WORK REQUIRED:
In the records below, which lines include "derive"? Copy them.

SOURCE MATERIAL:
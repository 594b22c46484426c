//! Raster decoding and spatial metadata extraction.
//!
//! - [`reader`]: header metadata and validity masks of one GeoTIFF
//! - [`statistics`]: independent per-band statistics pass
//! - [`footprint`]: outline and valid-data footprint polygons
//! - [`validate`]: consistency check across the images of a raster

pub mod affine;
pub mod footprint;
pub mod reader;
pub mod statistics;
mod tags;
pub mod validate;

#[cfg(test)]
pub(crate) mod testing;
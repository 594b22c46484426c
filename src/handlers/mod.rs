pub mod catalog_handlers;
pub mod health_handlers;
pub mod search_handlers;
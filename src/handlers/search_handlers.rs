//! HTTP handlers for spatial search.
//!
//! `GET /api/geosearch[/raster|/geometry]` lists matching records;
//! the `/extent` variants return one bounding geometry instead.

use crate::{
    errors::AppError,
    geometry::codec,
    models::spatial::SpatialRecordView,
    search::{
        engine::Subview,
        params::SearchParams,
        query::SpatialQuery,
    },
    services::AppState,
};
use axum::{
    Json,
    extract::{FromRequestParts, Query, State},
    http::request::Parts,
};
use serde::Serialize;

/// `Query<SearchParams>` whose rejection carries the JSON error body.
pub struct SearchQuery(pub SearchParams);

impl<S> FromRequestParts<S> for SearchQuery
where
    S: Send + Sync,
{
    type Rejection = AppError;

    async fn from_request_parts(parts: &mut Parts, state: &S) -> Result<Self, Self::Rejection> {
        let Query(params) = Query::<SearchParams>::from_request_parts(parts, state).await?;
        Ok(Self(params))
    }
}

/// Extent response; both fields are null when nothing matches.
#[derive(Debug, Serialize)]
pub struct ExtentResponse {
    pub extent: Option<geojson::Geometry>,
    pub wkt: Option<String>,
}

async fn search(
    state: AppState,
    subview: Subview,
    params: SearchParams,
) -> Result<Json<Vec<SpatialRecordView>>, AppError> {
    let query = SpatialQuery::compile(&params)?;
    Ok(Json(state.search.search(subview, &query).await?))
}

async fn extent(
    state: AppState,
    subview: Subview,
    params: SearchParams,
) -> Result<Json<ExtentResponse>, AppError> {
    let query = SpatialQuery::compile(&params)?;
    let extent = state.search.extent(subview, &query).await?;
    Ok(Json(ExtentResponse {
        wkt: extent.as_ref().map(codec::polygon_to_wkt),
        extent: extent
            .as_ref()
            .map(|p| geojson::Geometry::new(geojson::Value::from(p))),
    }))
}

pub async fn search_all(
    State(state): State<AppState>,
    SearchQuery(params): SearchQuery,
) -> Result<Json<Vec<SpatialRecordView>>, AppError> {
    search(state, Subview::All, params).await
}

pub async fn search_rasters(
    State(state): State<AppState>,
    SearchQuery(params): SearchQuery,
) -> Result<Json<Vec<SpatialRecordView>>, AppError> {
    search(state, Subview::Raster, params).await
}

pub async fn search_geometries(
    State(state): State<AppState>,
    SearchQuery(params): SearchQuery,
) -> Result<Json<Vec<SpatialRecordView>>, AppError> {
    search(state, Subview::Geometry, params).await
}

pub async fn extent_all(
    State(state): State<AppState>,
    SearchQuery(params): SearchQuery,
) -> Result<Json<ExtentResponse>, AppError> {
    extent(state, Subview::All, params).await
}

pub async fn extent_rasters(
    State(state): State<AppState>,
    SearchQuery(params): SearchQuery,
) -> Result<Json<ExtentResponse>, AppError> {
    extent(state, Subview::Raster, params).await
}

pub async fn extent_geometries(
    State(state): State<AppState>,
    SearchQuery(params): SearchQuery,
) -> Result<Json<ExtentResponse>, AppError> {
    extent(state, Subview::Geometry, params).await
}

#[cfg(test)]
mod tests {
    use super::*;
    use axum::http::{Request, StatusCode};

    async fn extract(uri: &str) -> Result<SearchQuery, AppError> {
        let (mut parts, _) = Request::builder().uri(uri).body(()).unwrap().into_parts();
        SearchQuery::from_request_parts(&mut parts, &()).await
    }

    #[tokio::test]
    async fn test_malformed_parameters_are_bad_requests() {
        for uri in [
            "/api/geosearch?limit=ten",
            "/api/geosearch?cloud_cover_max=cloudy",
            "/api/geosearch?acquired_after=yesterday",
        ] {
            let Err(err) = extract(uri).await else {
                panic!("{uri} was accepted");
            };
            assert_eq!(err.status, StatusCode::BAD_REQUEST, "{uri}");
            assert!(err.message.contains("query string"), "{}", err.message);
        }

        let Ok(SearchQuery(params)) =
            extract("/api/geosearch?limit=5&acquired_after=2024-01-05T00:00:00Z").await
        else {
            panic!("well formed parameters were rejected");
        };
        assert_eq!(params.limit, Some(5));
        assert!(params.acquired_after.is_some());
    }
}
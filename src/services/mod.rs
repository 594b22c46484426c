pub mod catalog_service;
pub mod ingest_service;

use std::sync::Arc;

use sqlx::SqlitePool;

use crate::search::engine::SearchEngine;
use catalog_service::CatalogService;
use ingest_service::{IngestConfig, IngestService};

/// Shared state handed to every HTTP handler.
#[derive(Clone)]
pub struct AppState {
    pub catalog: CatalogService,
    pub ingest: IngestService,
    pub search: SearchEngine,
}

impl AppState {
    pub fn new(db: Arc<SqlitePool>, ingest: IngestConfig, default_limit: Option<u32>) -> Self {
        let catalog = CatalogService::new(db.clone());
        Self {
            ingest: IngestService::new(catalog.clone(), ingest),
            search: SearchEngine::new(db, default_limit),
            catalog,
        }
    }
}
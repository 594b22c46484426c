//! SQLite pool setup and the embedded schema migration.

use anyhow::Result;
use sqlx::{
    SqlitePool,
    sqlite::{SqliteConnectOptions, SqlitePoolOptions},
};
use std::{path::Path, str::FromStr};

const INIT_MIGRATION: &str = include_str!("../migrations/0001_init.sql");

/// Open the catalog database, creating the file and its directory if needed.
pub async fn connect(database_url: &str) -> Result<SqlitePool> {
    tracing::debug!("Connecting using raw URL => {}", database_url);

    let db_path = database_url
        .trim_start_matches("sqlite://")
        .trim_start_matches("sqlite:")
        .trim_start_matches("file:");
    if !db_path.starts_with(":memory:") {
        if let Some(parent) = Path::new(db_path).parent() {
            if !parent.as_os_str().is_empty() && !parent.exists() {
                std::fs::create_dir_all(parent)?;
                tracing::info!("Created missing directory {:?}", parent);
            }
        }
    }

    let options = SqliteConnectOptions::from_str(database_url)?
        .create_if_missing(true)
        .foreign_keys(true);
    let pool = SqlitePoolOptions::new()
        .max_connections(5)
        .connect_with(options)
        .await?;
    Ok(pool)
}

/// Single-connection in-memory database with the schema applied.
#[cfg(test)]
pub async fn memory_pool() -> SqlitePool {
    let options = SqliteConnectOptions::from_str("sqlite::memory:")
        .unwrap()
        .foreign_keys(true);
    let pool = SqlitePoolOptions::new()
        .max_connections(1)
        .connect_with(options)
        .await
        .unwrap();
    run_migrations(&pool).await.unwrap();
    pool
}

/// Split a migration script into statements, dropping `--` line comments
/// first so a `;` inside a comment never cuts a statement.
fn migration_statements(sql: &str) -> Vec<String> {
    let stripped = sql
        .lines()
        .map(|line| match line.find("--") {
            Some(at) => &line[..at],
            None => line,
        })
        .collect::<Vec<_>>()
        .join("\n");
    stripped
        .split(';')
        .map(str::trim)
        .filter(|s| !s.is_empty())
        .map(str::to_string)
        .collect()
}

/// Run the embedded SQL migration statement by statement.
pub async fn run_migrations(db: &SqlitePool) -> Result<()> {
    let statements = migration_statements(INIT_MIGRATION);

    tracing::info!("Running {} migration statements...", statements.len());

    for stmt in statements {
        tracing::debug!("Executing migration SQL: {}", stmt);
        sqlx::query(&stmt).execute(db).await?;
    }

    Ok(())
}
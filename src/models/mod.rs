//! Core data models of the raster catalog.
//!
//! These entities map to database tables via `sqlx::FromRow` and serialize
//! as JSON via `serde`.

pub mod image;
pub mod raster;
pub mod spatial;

SOLUTION TO THIS EXERCISE:
#[derive(Debug, Serialize)]
#[derive(Clone)]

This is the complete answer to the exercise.